“Haber ganado este premio es motivo de alegría, de mucho agradecimiento, sentir que el paso por el fútbol boliviano ha marcado algo y eso me llena de mucha alegría, dejar huella por donde uno pasa es algo muy lindo”
La categoría Leyenda reconoce a quienes dejaron una huella profunda en el fútbol boliviano, y Pablo Daniel Escobar es sinónimo de una era marcada por liderazgo, carácter y títulos. Su trayectoria trascendió estadísticas; fue referente dentro y fuera de la cancha, capitán, símbolo y protagonista de momentos que quedaron en la memoria colectiva. “Mi sueño de niño fue ser jugador de fútbol y que a uno lo reconozcan por eso es poder cumplir un sueño y la generosidad de la gente es motivo de agradecimiento.”

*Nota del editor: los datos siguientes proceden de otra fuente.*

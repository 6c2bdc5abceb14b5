//! Bar sources: the data-access boundary of a screening run.
//!
//! The `BarSource` trait abstracts over where bars come from (CSV exports,
//! synthetic series, an external downloader) so the batch runner can be
//! driven by any of them and mocked in tests. Sources may block; the core
//! never does.

use std::path::{Path, PathBuf};

use chrono::{Datelike, NaiveDate};
use log::debug;
use rand::rngs::StdRng;
use rand::{Rng, SeedableRng};
use serde::{Deserialize, Serialize};
use thiserror::Error;

use cyclescreen_core::Bar;

/// Inclusive date range of requested bars.
#[derive(Debug, Clone, Copy, PartialEq, Eq, Hash, Serialize, Deserialize)]
pub struct DateRange {
    pub start: NaiveDate,
    pub end: NaiveDate,
}

impl DateRange {
    pub fn new(start: NaiveDate, end: NaiveDate) -> Self {
        Self { start, end }
    }

    /// The `years` years (of 365 days) ending at `end`, or `None` when the
    /// start would fall outside the representable calendar.
    pub fn trailing_years(end: NaiveDate, years: u32) -> Option<Self> {
        let span = chrono::Duration::try_days(365 * i64::from(years))?;
        let start = end.checked_sub_signed(span)?;
        Some(Self { start, end })
    }

    pub fn contains(&self, date: NaiveDate) -> bool {
        self.start <= date && date <= self.end
    }
}

/// Errors from fetching one instrument's bars.
#[derive(Debug, Error)]
pub enum SourceError {
    #[error("no data for instrument '{instrument}'")]
    NotFound { instrument: String },

    #[error("failed to read data for '{instrument}': {source}")]
    Io {
        instrument: String,
        #[source]
        source: std::io::Error,
    },

    #[error("failed to parse data for '{instrument}': {message}")]
    Parse { instrument: String, message: String },
}

/// A provider of daily bars.
pub trait BarSource: Send + Sync {
    /// Human-readable name of this source.
    fn name(&self) -> &str;

    /// Bars for `instrument` within `range`, in the order the source holds them.
    ///
    /// Sources must not reorder or repair data: ordering and value checks
    /// belong to screening, which reports them as malformed bars.
    fn fetch(&self, instrument: &str, range: DateRange) -> Result<Vec<Bar>, SourceError>;
}

// ─── CSV directory ──────────────────────────────────────────────────

/// One CSV row. Accepts both `date,close,volume` and the capitalised
/// `Date,...,Close,...,Volume` layout of common spreadsheet exports;
/// extra columns are ignored.
#[derive(Debug, Deserialize)]
struct CsvBar {
    #[serde(alias = "Date")]
    date: NaiveDate,
    #[serde(alias = "Close")]
    close: f64,
    #[serde(alias = "Volume")]
    volume: f64,
}

/// Reads `{dir}/{INSTRUMENT}.csv`.
#[derive(Debug, Clone)]
pub struct CsvDirSource {
    dir: PathBuf,
}

impl CsvDirSource {
    pub fn new(dir: impl Into<PathBuf>) -> Self {
        Self { dir: dir.into() }
    }

    pub fn dir(&self) -> &Path {
        &self.dir
    }

    fn path_for(&self, instrument: &str) -> PathBuf {
        self.dir.join(format!("{instrument}.csv"))
    }
}

impl BarSource for CsvDirSource {
    fn name(&self) -> &str {
        "csv"
    }

    fn fetch(&self, instrument: &str, range: DateRange) -> Result<Vec<Bar>, SourceError> {
        let path = self.path_for(instrument);
        if !path.exists() {
            return Err(SourceError::NotFound {
                instrument: instrument.to_string(),
            });
        }

        let file = std::fs::File::open(&path).map_err(|source| SourceError::Io {
            instrument: instrument.to_string(),
            source,
        })?;
        let bars = read_csv_bars(instrument, file, range)?;
        debug!("{instrument}: read {} bars from {}", bars.len(), path.display());
        Ok(bars)
    }
}

/// Parse CSV bars from any reader, keeping rows inside `range`.
pub fn read_csv_bars(
    instrument: &str,
    reader: impl std::io::Read,
    range: DateRange,
) -> Result<Vec<Bar>, SourceError> {
    let mut rdr = csv::ReaderBuilder::new().trim(csv::Trim::All).from_reader(reader);
    let mut bars = Vec::new();
    for row in rdr.deserialize::<CsvBar>() {
        let row = row.map_err(|e| SourceError::Parse {
            instrument: instrument.to_string(),
            message: e.to_string(),
        })?;
        if range.contains(row.date) {
            bars.push(Bar::new(row.date, row.close, row.volume));
        }
    }
    Ok(bars)
}

// ─── Synthetic ──────────────────────────────────────────────────────

/// Deterministic pseudo-random series for demos and development.
///
/// Each instrument gets its own seeded random walk with a slow cyclical
/// drift, so oscillator cycles actually occur. Weekends are skipped.
#[derive(Debug, Clone)]
pub struct SyntheticSource {
    seed: u64,
}

impl SyntheticSource {
    pub fn new(seed: u64) -> Self {
        Self { seed }
    }
}

impl Default for SyntheticSource {
    fn default() -> Self {
        Self::new(42)
    }
}

impl BarSource for SyntheticSource {
    fn name(&self) -> &str {
        "synthetic"
    }

    fn fetch(&self, instrument: &str, range: DateRange) -> Result<Vec<Bar>, SourceError> {
        Ok(generate_synthetic_bars(instrument, range, self.seed))
    }
}

fn generate_synthetic_bars(instrument: &str, range: DateRange, seed: u64) -> Vec<Bar> {
    let mut hasher = blake3::Hasher::new();
    hasher.update(&seed.to_le_bytes());
    hasher.update(instrument.as_bytes());
    let mut rng = StdRng::from_seed(*hasher.finalize().as_bytes());

    let cycle_len: f64 = rng.gen_range(30.0..90.0);
    let amplitude: f64 = rng.gen_range(0.004..0.015);
    let base_volume: f64 = rng.gen_range(50_000.0..2_000_000.0);

    let mut bars = Vec::new();
    let mut price = rng.gen_range(20.0..200.0_f64);
    let mut current = range.start;
    let mut t = 0.0_f64;

    while current <= range.end {
        let weekday = current.weekday();
        if weekday == chrono::Weekday::Sat || weekday == chrono::Weekday::Sun {
            current += chrono::Duration::days(1);
            continue;
        }

        let drift = amplitude * (std::f64::consts::TAU * t / cycle_len).sin();
        let daily_return = drift + rng.gen_range(-0.02..0.02);
        price = (price * (1.0 + daily_return)).max(0.01);
        let volume = (base_volume * rng.gen_range(0.5..1.5)).round();

        bars.push(Bar::new(current, price, volume));

        t += 1.0;
        current += chrono::Duration::days(1);
    }

    bars
}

Detrás de esa carrera que marcó generaciones hubo esfuerzo compartido y sacrificios silenciosos. “Dedicarselo a mi familia, a mi esposa, a mis hijos, a mis padres, a mis hermanos, son ellos los que han acompañado y soportado ausencias, viajes, los esfuerzos de cada uno y eso para mi es motivo de agradecimiento. También dedicarselo a cada entrenador y compañero que han sido parte a lo largo de mi carrera porque cada uno me enseño algo y me dejó algo para luego ponerlo en práctica.” Un reconocimiento que celebra no solo al futbolista, sino al legado humano que dejó en el fútbol boliviano.